Gentiloni annuncia manovre per la riduzione della pressione fiscale in primavera o autunno per rilanciare i consumi interni. Ma nel frattempo il debito pubblico continua a crescere
Il capo del Governo Gentiloni a proposito di “pressione fiscale in Italia” ha espresso il suo pensiero in occasione del forum di Confcommercio tenuto a Cernobbio (Como): “Il governo continuerà a lavorare per ridurre la pressione fiscale.
Lo dico per chi è preoccupato per le prossime misure del governo: noi continueremo a lavorare per la riduzione della pressione fiscale, lo faremo in primavera e in autunno, forse in autunno sarà un po’ più difficile che in primavera ma lo faremo con le nostre misure. Proseguiremo in questo percorso – ha aggiunto – decisivo per dare impulso ai segnali di crescita”.
In precedenza, come riportato dalla stampa, ha precisato: “Solo aumentando la domanda interna riusciremo a garantire una ripresa massiccia della nostra economia, solo così si esce definitivamente dalla crisi e l’Italia riparte davvero. Come ci arriviamo a questo obiettivo? Con misure economiche che proseguono il percorso di riduzione della pressione fiscale avviato in questi tre anni”.
Il messaggio del Presidente del Consiglio è “teoricamente” apprezzabile! Nessun dubbio sul fatto che con l’aumento della domanda interna si riuscirebbe a garantire una ripresa massiccia della nostra economia! Quindi andrebbe bene la riduzione delle tasse per la primavera o per l’autunno, ma – chiedo a me stesso – di quale anno si parla?
Se i tassi d’interesse, come sembra, risaliranno, sarà molto complicato abbassare le imposte in Italia, essenzialmente a causa del galoppante debito pubblico pari, ad oggi, a 2.250 miliardi di euro.

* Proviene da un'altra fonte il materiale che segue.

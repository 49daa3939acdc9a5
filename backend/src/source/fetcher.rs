//! Network access behind a trait so the loader can run against fakes.

use async_trait::async_trait;
use std::time::Duration;
use tracing::debug;

use super::error::{ErrorContext, SourceError, SourceResult};

/// Downloads a whole resource into memory.
#[async_trait]
pub trait Fetcher: Send + Sync {
    async fn fetch(&self, url: &str) -> SourceResult<Vec<u8>>;
}

/// `reqwest`-backed fetcher with a per-request timeout.
#[derive(Debug, Clone)]
pub struct HttpFetcher {
    client: reqwest::Client,
}

impl HttpFetcher {
    pub fn new(timeout: Duration) -> SourceResult<Self> {
        let client = reqwest::Client::builder()
            .timeout(timeout)
            .build()
            .map_err(|e| SourceError::internal(format!("failed to build HTTP client: {}", e)))?;
        Ok(Self { client })
    }
}

#[async_trait]
impl Fetcher for HttpFetcher {
    async fn fetch(&self, url: &str) -> SourceResult<Vec<u8>> {
        let context = || ErrorContext::new("fetch").with_resource(url.to_string());

        let response = self
            .client
            .get(url)
            .send()
            .await
            .map_err(|e| SourceError::transport(e.to_string(), context()))?;

        let status = response.status();
        if !status.is_success() {
            return Err(SourceError::http_status(
                status.as_u16(),
                status.canonical_reason().unwrap_or("unexpected status"),
                context(),
            ));
        }

        let body = response
            .bytes()
            .await
            .map_err(|e| SourceError::transport(format!("read body failed: {}", e), context()))?;
        debug!(url, bytes = body.len(), "Fetched source file");
        Ok(body.to_vec())
    }
}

L’incremento di un punto d’interesse richiederà l’esborso aggiuntivo, da parte del Ministero dell’Economia, di 22,5 miliardi per ogni anno. O meglio, per essere più precisi: richiederà l’esborso di una frazione importante di detto importo, visto che nel corso dell’anno scadono titoli per circa 500 miliardi di euro.
Un importante grafico (allegato) elaborato dal Ministero dell’Economia-MEF, pone in evidenza i “costi medi all’emissione dei titoli di Stato” in Italia a partire dall’anno 2000 fino al 2016. Tre i valori più alti (picchi) toccati in questo periodo: 4,79% nel 2000, 4,14% nel 2007, 3,76% nel 2011 e da allora giù in progressione fino allo 0,55% del 2016.
Ebbene nel 2016 il costo medio delle nuove emissioni di titoli (BOT, CCT, BTP) in Italia è stato pari allo 0,55%, cioè il più basso mai registrato in Italia negli ultimi 16 anni.
Purtroppo i Governi che hanno guidato l’Italia in tale periodo non sono riusciti a bloccare e ridurre il debito pubblico italiano, approfittando proprio della spesa per interessi in forte decrescita nel lasso temporale considerato.
Dunque: riuscirà in questa impresa il Governo Gentiloni con la curva dei tassi che si preannuncia in risalita e con una crescita minimale della ricchezza nazionale (PIL) prodotta in un anno?